Saturday, March 2, 2013
Sequestration and solitary confinement
From the Heartland, Margot McMillen writes:
This is the big documentary film festival weekend in Columbia, the True/False festival and the thermometer is stubbornly staying at 32 degrees so that when I put my Ford 150 in gear all that happens is the wheels spin. Yesterday, the temperature rose a little so I rode with Marshall to town and I got to see the grandkids, in from sunny California for the festival. James and I built a hospital ship out of leggos, his cousin’s leggos as he reminded me frequently. So we were very careful not to lose any.
We got the ship built and rescued three sick Leggo people—one with malaria, one with what James called “infinity diarrhea” and one with hypertension. Since we were out of people, having only three, we had to build a robot doctor. Fortunately, we had barrels of medicines on the ship and cured the malaria quickly. The diarrhea case was a little more tricky, since the medication made him cough. Not a good outcome for someone with diarrhea. We were lucky, though, and found the right pills to get it under control.
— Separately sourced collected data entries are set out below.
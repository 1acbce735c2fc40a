//! GitHub REST v3 provider

use super::http::{ApiClient, QuotaHeaders};
use super::{ApiResponse, CommitSummary, Provider, ProviderError, ProviderResult, UserProfile};
use crate::config::UserConfig;
use crate::query::Query;
use chrono::{DateTime, Utc};
use serde::Deserialize;
use std::time::Duration;

/// Repository host served by this provider
pub const KIND: &str = "github.com";

pub const DEFAULT_API_URL: &str = "https://api.github.com";

pub const TOKEN_ENV: &str = "GITHUB_TOKEN";

const QUOTA: QuotaHeaders = QuotaHeaders {
    remaining: "x-ratelimit-remaining",
    reset: "x-ratelimit-reset",
};

pub struct GitHubProvider {
    client: ApiClient,
    has_token: bool,
}

impl GitHubProvider {
    pub fn new(api_url: &str, token: Option<String>, timeout: Duration) -> Self {
        let has_token = token.is_some();
        let auth = token.map(|t| format!("Bearer {}", t));
        Self {
            client: ApiClient::new(api_url, timeout, "Authorization", auth, QUOTA),
            has_token,
        }
    }

    pub fn from_config(config: &UserConfig) -> Self {
        Self::new(
            config.github_api_url(),
            config.github_token().map(str::to_string),
            config.http_timeout(),
        )
    }

    pub fn api_url(&self) -> &str {
        self.client.base_url()
    }
}

impl Provider for GitHubProvider {
    fn name(&self) -> &'static str {
        "github"
    }

    fn check(&self) -> ProviderResult<()> {
        if self.has_token {
            Ok(())
        } else {
            Err(ProviderError::MissingToken {
                env_var: TOKEN_ENV,
                config_hint: "[github] token".to_string(),
            })
        }
    }

    fn list_commits(
        &self,
        query: &Query,
        page: u32,
        per_page: u32,
    ) -> ProviderResult<ApiResponse<Vec<CommitSummary>>> {
        let path = format!("/repos/{}/{}/commits", query.owner, query.name);
        let mut params = vec![("page", page.to_string()), ("per_page", per_page.to_string())];
        if let Some(sha) = query.commit() {
            params.push(("sha", sha.to_string()));
        }

        let (payload, rate) = self.client.get_json::<Vec<CommitPayload>>(&path, &params)?;
        let commits = payload.into_iter().map(CommitSummary::from).collect();
        Ok(ApiResponse::new(commits, rate))
    }

    fn get_user(&self, login: &str) -> ProviderResult<ApiResponse<UserProfile>> {
        let path = format!("/users/{}", login);
        let (payload, rate) = self.client.get_json::<UserPayload>(&path, &[])?;
        Ok(ApiResponse::new(payload.into(), rate))
    }

    fn is_org_member(&self, org: &str, login: &str) -> ProviderResult<ApiResponse<bool>> {
        let path = format!("/orgs/{}/members/{}", org, login);
        let reply = self.client.get(&path, &[])?;
        let rate = reply.rate;
        match reply.status {
            204 => Ok(ApiResponse::new(true, rate)),
            404 => Ok(ApiResponse::new(false, rate)),
            _ => Err(reply.into_error()),
        }
    }
}

#[derive(Debug, Deserialize)]
struct CommitPayload {
    sha: String,
    commit: CommitDetail,
    /// GitHub account linked to the commit; null when the email is unknown
    author: Option<AccountRef>,
}

#[derive(Debug, Deserialize)]
struct CommitDetail {
    committer: Option<Signature>,
    verification: Option<Verification>,
}

#[derive(Debug, Deserialize)]
struct Signature {
    date: Option<DateTime<Utc>>,
}

#[derive(Debug, Deserialize)]
struct Verification {
    verified: Option<bool>,
}

#[derive(Debug, Deserialize)]
struct AccountRef {
    login: String,
}

impl From<CommitPayload> for CommitSummary {
    fn from(c: CommitPayload) -> Self {
        Self {
            sha: c.sha,
            author_login: c.author.map(|a| a.login).filter(|l| !l.is_empty()),
            verified: c.commit.verification.and_then(|v| v.verified),
            committed_at: c.commit.committer.and_then(|s| s.date),
        }
    }
}

#[derive(Debug, Deserialize)]
struct UserPayload {
    login: String,
    #[serde(default)]
    suspended_at: Option<DateTime<Utc>>,
    #[serde(default)]
    two_factor_authentication: Option<bool>,
    #[serde(default)]
    followers: i64,
    #[serde(default)]
    following: i64,
    #[serde(default)]
    public_repos: i64,
    /// Only visible to the account itself or with admin scope
    #[serde(default)]
    total_private_repos: Option<i64>,
    #[serde(default)]
    created_at: Option<DateTime<Utc>>,
    #[serde(default)]
    name: Option<String>,
    #[serde(default)]
    email: Option<String>,
    #[serde(default)]
    company: Option<String>,
}

impl From<UserPayload> for UserProfile {
    fn from(u: UserPayload) -> Self {
        Self {
            login: u.login,
            suspended_at: u.suspended_at,
            strong_auth: u.two_factor_authentication.unwrap_or(false),
            followers: u.followers,
            following: u.following,
            public_repos: u.public_repos,
            private_repos: u.total_private_repos.unwrap_or(0),
            created_at: u.created_at,
            name: u.name,
            email: u.email,
            company: u.company,
        }
    }
}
The Leggo guy with hypertension was also in handcuffs. Did you know they make handcuffs for leggo characters? Do you find that outrageous? Since I’ve spent much of the snowstorm in my cozy bedroom working on an essay about women in the prison system, to accompany the memoir of a prison superintendent, I find it insane that our society will buy for plastic handcuffs for child play. Should we next begin telling them to build isolation cells from Leggos for plastic dolls in solitary confinement? It ain’t normal, folks.
Solitary confinement, which visiting experts found in a Missouri reform school, was deemed inhumane in the 1920s and had a resurgence in the 1930s. Again, the experts discouraged it but even enlightened superintendents and wardens have used it all along, even though there are barrels of medicine available that supposedly control people. With this year’s budget “sequestration,” which sounds sort of like putting money in solitary confinement, we’re going to hear a lot about isolation, confinement, shackles on our most cantankerous folks. With no money for education, medications or any kind of reward system for good behavior, it will not be surprising if officials are driven to medieval systems of treatment.
Budget cuts for federal employees? Let’s start with Congress and the President. Judges, too. One of my dairy friends, living on credit cards, figured out that if milk prices had risen like government salaries, milk would cost $25 a gallon.